2. But, as in the ” Discourse on Method,” I had requested all who might find aught meriting censure in my writings, to do me the favor of pointing it out to me, I may state that no objections worthy of remark have been alleged against what I then said on these questions except two, to which I will here briefly reply, before undertaking their more detailed discussion.
3. The first objection is that though, while the human mind reflects on itself, it does not perceive that it is any other than a thinking thing, it does not follow that its nature or essence consists only in its being a thing which thinks; so that the word ONLY shall exclude all other things which might also perhaps be said to pertain to the nature of the mind. To this objection I reply, that it was not my intention in that place to exclude these according to the order of truth in the matter (of which I did not then treat), but only according to the order of thought (perception); so that my meaning was, that I clearly apprehended nothing, so far as I was conscious, as belonging to my essence, except that I was a thinking thing, or a thing possessing in itself the faculty of thinking. But I will show hereafter how, from the consciousness that nothing besides thinking belongs to the essence of the mind, it follows that nothing else does in truth belong to it.

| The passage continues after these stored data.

//! Refresh cycle state machine.
//!
//! The cycle has three states and exactly these edges:
//! - `Authenticating -> Active`: first successful login
//! - `Authenticating -> Failed`: login or initialization failed
//! - `Active -> Active`: successful renewal (publishes the new token)
//! - `Active -> Failed`: first renewal failure
//!
//! `Failed` is terminal.

use std::fmt;

use serde::{Deserialize, Serialize};

use crate::error::{DomainError, DomainResult};

/// Lifecycle of one relay run. Lives in memory only.
#[derive(Debug, Clone, Copy, PartialEq, Eq, Hash, Serialize, Deserialize, Default)]
#[serde(rename_all = "snake_case")]
pub enum RefreshState {
    /// Waiting for the interactive login to finish.
    #[default]
    Authenticating,
    /// Token is being published and renewed on a fixed interval.
    Active,
    /// Renewal (or login) failed; nothing is written anymore.
    Failed,
}

impl RefreshState {
    /// Returns true if no transition leaves this state.
    #[must_use]
    pub const fn is_terminal(self) -> bool {
        matches!(self, Self::Failed)
    }

    /// Returns true while tokens are being published.
    #[must_use]
    pub const fn is_active(self) -> bool {
        matches!(self, Self::Active)
    }

    /// Whether `self -> next` is an edge of the state machine.
    #[must_use]
    pub const fn can_transition_to(self, next: Self) -> bool {
        matches!(
            (self, next),
            (Self::Authenticating, Self::Active | Self::Failed)
                | (Self::Active, Self::Active | Self::Failed)
        )
    }

    /// Moves to `next`.
    ///
    /// # Errors
    /// Returns [`DomainError::InvalidTransition`] for edges the machine lacks,
    /// which includes every transition out of `Failed`.
    pub fn transition(self, next: Self) -> DomainResult<Self> {
        if self.can_transition_to(next) {
            Ok(next)
        } else {
            Err(DomainError::InvalidTransition {
                from: self,
                to: next,
            })
        }
    }

    /// Lowercase label for logs.
    #[must_use]
    pub const fn as_str(self) -> &'static str {
        match self {
            Self::Authenticating => "authenticating",
            Self::Active => "active",
            Self::Failed => "failed",
        }
    }
}

impl fmt::Display for RefreshState {
    fn fmt(&self, f: &mut fmt::Formatter<'_>) -> fmt::Result {
        f.write_str(self.as_str())
    }
}

#[cfg(test)]
mod tests {
    use super::*;

    #[test]
    fn test_refresh_state_transitions() {
        let state = RefreshState::default();
        assert_eq!(state, RefreshState::Authenticating);

        let state = state.transition(RefreshState::Active);
        assert_eq!(state, Ok(RefreshState::Active));

        let state = RefreshState::Active.transition(RefreshState::Active);
        assert_eq!(state, Ok(RefreshState::Active));

        let state = RefreshState::Active.transition(RefreshState::Failed);
        assert_eq!(state, Ok(RefreshState::Failed));
    }

    #[test]
    fn test_failed_is_terminal() {
        assert!(RefreshState::Failed.is_terminal());
        for next in [
            RefreshState::Authenticating,
            RefreshState::Active,
            RefreshState::Failed,
        ] {
            assert!(!RefreshState::Failed.can_transition_to(next));
        }
        assert_eq!(
            RefreshState::Failed.transition(RefreshState::Active),
            Err(DomainError::InvalidTransition {
                from: RefreshState::Failed,
                to: RefreshState::Active,
            })
        );
    }

    #[test]
    fn test_active_cannot_go_back_to_authenticating() {
        assert!(!RefreshState::Active.can_transition_to(RefreshState::Authenticating));
    }

    #[test]
    fn test_display() {
        assert_eq!(RefreshState::Active.to_string(), "active");
    }
}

4. The second objection is that it does not follow, from my possessing the idea of a thing more perfect than I am, that the idea itself is more perfect than myself, and much less that what is represented by the idea exists. But I reply that in the term idea there is here something equivocal; for it may be taken either materially for an act of the understanding, and in this sense it cannot be said to be more perfect than I, or objectively, for the thing represented by that act, which, although it be not supposed to exist out of my understanding, may, nevertheless, be more perfect than myself, by reason of its essence. But, in the sequel of this treatise I will show more amply how, from my possessing the idea of a thing more perfect than myself, it follows that this thing really exists.

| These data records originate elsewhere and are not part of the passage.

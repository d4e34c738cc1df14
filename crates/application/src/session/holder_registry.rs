//! Registry of token holders keyed by binding name.

use std::collections::BTreeMap;
use std::sync::Arc;

use async_trait::async_trait;
use tokenrelay_domain::{ConnectionTag, Token};
use tokio::sync::RwLock;

use crate::ports::{PublishError, PublishReport, SessionRegistry, TokenHolder};

/// Errors raised when registering a holder.
#[derive(Debug, Clone, PartialEq, Eq, thiserror::Error)]
pub enum RegistrationError {
    /// The holder's tag is not the one this registry manages.
    #[error("`{name}` is a {actual}, expected a {expected}")]
    TagMismatch {
        /// Binding name the holder was registered under.
        name: String,
        /// Tag managed by the registry.
        expected: ConnectionTag,
        /// Tag reported by the holder.
        actual: ConnectionTag,
    },
}

/// Thread-safe registry of connection objects that receive the token.
///
/// Registering under an existing name replaces the previous binding, the
/// same way rebinding a notebook global does.
#[derive(Clone)]
pub struct HolderRegistry {
    tag: ConnectionTag,
    holders: Arc<RwLock<BTreeMap<String, Arc<dyn TokenHolder>>>>,
}

impl HolderRegistry {
    /// Creates an empty registry managing holders tagged `tag`.
    #[must_use]
    pub fn new(tag: ConnectionTag) -> Self {
        Self {
            tag,
            holders: Arc::new(RwLock::new(BTreeMap::new())),
        }
    }

    /// Tag of the holders managed here.
    #[must_use]
    pub const fn tag(&self) -> &ConnectionTag {
        &self.tag
    }

    /// Adds (or replaces) a binding.
    ///
    /// # Errors
    /// Returns [`RegistrationError::TagMismatch`] when the holder is not a
    /// managed connection.
    pub async fn register(
        &self,
        name: impl Into<String>,
        holder: Arc<dyn TokenHolder>,
    ) -> Result<(), RegistrationError> {
        let name = name.into();
        if holder.connection_tag() != &self.tag {
            return Err(RegistrationError::TagMismatch {
                name,
                expected: self.tag.clone(),
                actual: holder.connection_tag().clone(),
            });
        }
        let mut holders = self.holders.write().await;
        holders.insert(name, holder);
        Ok(())
    }

    /// Removes a binding.
    pub async fn unregister(&self, name: &str) -> Option<Arc<dyn TokenHolder>> {
        let mut holders = self.holders.write().await;
        holders.remove(name)
    }

    /// Get all binding names, sorted.
    pub async fn names(&self) -> Vec<String> {
        let holders = self.holders.read().await;
        holders.keys().cloned().collect()
    }

    /// Get count of registered holders.
    pub async fn len(&self) -> usize {
        let holders = self.holders.read().await;
        holders.len()
    }

    /// Returns true if nothing is registered.
    pub async fn is_empty(&self) -> bool {
        self.len().await == 0
    }
}

#[async_trait]
impl SessionRegistry for HolderRegistry {
    async fn publish(&self, token: &Token) -> Result<PublishReport, PublishError> {
        let holders = self.holders.read().await;
        let mut report = PublishReport::default();
        for holder in holders.values() {
            report.matched += 1;
            if holder.token().as_ref() != Some(token) {
                holder.set_token(token);
                report.updated += 1;
            }
        }
        Ok(report)
    }
}
//! Tokenrelay Infrastructure - Adapters and implementations
//!
//! This crate provides concrete implementations of the ports
//! defined in the application layer: the Keycloak and static credential
//! providers, the kernel and in-process session registries, the console
//! notifier and layered settings loading.

pub mod adapters;
pub mod auth;
pub mod notify;
pub mod session;
pub mod settings;

pub use adapters::SystemClock;
pub use auth::{DeviceAuthorization, KeycloakProvider, StaticTokenProvider};
pub use notify::ConsoleNotifier;
pub use session::{KernelExecRegistry, ManagedConnection};
pub use settings::{ConfigError, ENV_PREFIX, SettingsLoader, redacted};
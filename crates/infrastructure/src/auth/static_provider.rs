//! Fixed-token credential provider.

use async_trait::async_trait;
use tokenrelay_application::ports::{
    CredentialError, CredentialProvider, LoginOutcome, RenewOutcome,
};
use tokenrelay_domain::{MinValidity, Token};
use tracing::debug;

/// Hands out a token supplied by configuration.
///
/// Login always succeeds and the token never changes, so the bridge
/// publishes it once and does not schedule renewals.
#[derive(Debug, Clone)]
pub struct StaticTokenProvider {
    token: Token,
}

impl StaticTokenProvider {
    /// Creates a provider for `token`.
    #[must_use]
    pub const fn new(token: Token) -> Self {
        Self { token }
    }
}

#[async_trait]
impl CredentialProvider for StaticTokenProvider {
    async fn initialize(&self) -> Result<(), CredentialError> {
        Ok(())
    }

    async fn login(&self) -> Result<LoginOutcome, CredentialError> {
        debug!(token = %self.token.preview(), "using configured token");
        Ok(LoginOutcome::Authenticated)
    }

    async fn current_token(&self) -> Option<Token> {
        Some(self.token.clone())
    }

    async fn renew(&self, _min_validity: MinValidity) -> Result<RenewOutcome, CredentialError> {
        Err(CredentialError::RenewalUnsupported)
    }

    fn supports_renewal(&self) -> bool {
        false
    }
}
//! Credential provider port.
//!
//! This module defines the interface to the identity-provider client
//! that performs the interactive login and the silent renewals.

use async_trait::async_trait;
use tokenrelay_domain::{MinValidity, Token};

/// Errors reported by a credential provider.
#[derive(Debug, Clone, PartialEq, Eq, thiserror::Error)]
pub enum CredentialError {
    /// The provider client could not be set up.
    #[error("initialization failed: {0}")]
    Initialization(String),

    /// The identity provider could not be reached.
    #[error("network error: {0}")]
    Network(String),

    /// The identity provider refused the request (e.g. session expired).
    #[error("rejected by identity provider: {0}")]
    Rejected(String),

    /// The identity provider answered with something unexpected.
    #[error("invalid response: {0}")]
    InvalidResponse(String),

    /// No token is held, so there is nothing to renew or publish.
    #[error("no token available")]
    NoToken,

    /// The provider cannot renew tokens at all.
    #[error("token renewal is not supported by this provider")]
    RenewalUnsupported,
}

/// Result of the interactive login.
#[derive(Debug, Clone, Copy, PartialEq, Eq)]
pub enum LoginOutcome {
    /// The user is authenticated and a token is available.
    Authenticated,
    /// The identity provider reported the user as not authenticated.
    NotAuthenticated,
}

impl LoginOutcome {
    /// Returns true for [`LoginOutcome::Authenticated`].
    #[must_use]
    pub const fn is_authenticated(self) -> bool {
        matches!(self, Self::Authenticated)
    }
}

/// Result of a successful renewal call.
#[derive(Debug, Clone, Copy, PartialEq, Eq)]
pub enum RenewOutcome {
    /// A new token was obtained.
    Refreshed,
    /// The held token satisfied the requested minimum validity.
    StillValid,
}

/// Trait for identity-provider clients.
///
/// Implementations own the token; callers only read it through
/// [`CredentialProvider::current_token`].
#[async_trait]
pub trait CredentialProvider: Send + Sync {
    /// Sets up the client (endpoint discovery, configuration checks).
    ///
    /// # Errors
    /// Returns [`CredentialError::Initialization`] (or a network error) when
    /// the client cannot be used at all.
    async fn initialize(&self) -> Result<(), CredentialError>;

    /// Runs the one-time interactive login.
    ///
    /// # Errors
    /// Returns an error when the login could not be carried out. A completed
    /// login that the provider declined is `Ok(LoginOutcome::NotAuthenticated)`.
    async fn login(&self) -> Result<LoginOutcome, CredentialError>;

    /// The current bearer token, if any.
    async fn current_token(&self) -> Option<Token>;

    /// Silently renews the token.
    ///
    /// `MinValidity::Force` renews regardless of the remaining lifetime.
    ///
    /// # Errors
    /// Returns an error when the renewal was rejected or could not be sent.
    async fn renew(&self, min_validity: MinValidity) -> Result<RenewOutcome, CredentialError>;

    /// Whether [`CredentialProvider::renew`] can ever produce a new token.
    fn supports_renewal(&self) -> bool {
        true
    }
}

5. Besides these two objections, I have seen, indeed, two treatises of sufficient length relating to the present matter. In these, however, my conclusions, much more than my premises, were impugned, and that by arguments borrowed from the common places of the atheists. But, as arguments of this sort can make no impression on the minds of those who shall rightly understand my reasonings, and as the judgments of many are so irrational and weak that they are persuaded rather by the opinions on a subject that are first presented to them, however false and opposed to reason they may be, than by a true and solid, but subsequently received, refutation of them, I am unwilling here to reply to these strictures from a dread of being, in the first instance, obliged to state them. I will only say, in general, that all which the atheists commonly allege in favor of the non-existence of God, arises continually from one or other of these two things, namely, either the ascription of human affections to Deity, or the undue attribution to our minds of so much vigor and wisdom that we may essay to determine and comprehend both what God can and ought to do; hence all that is alleged by them will occasion us no difficulty, provided only we keep in remembrance that our minds must be considered finite, while Deity is incomprehensible and infinite.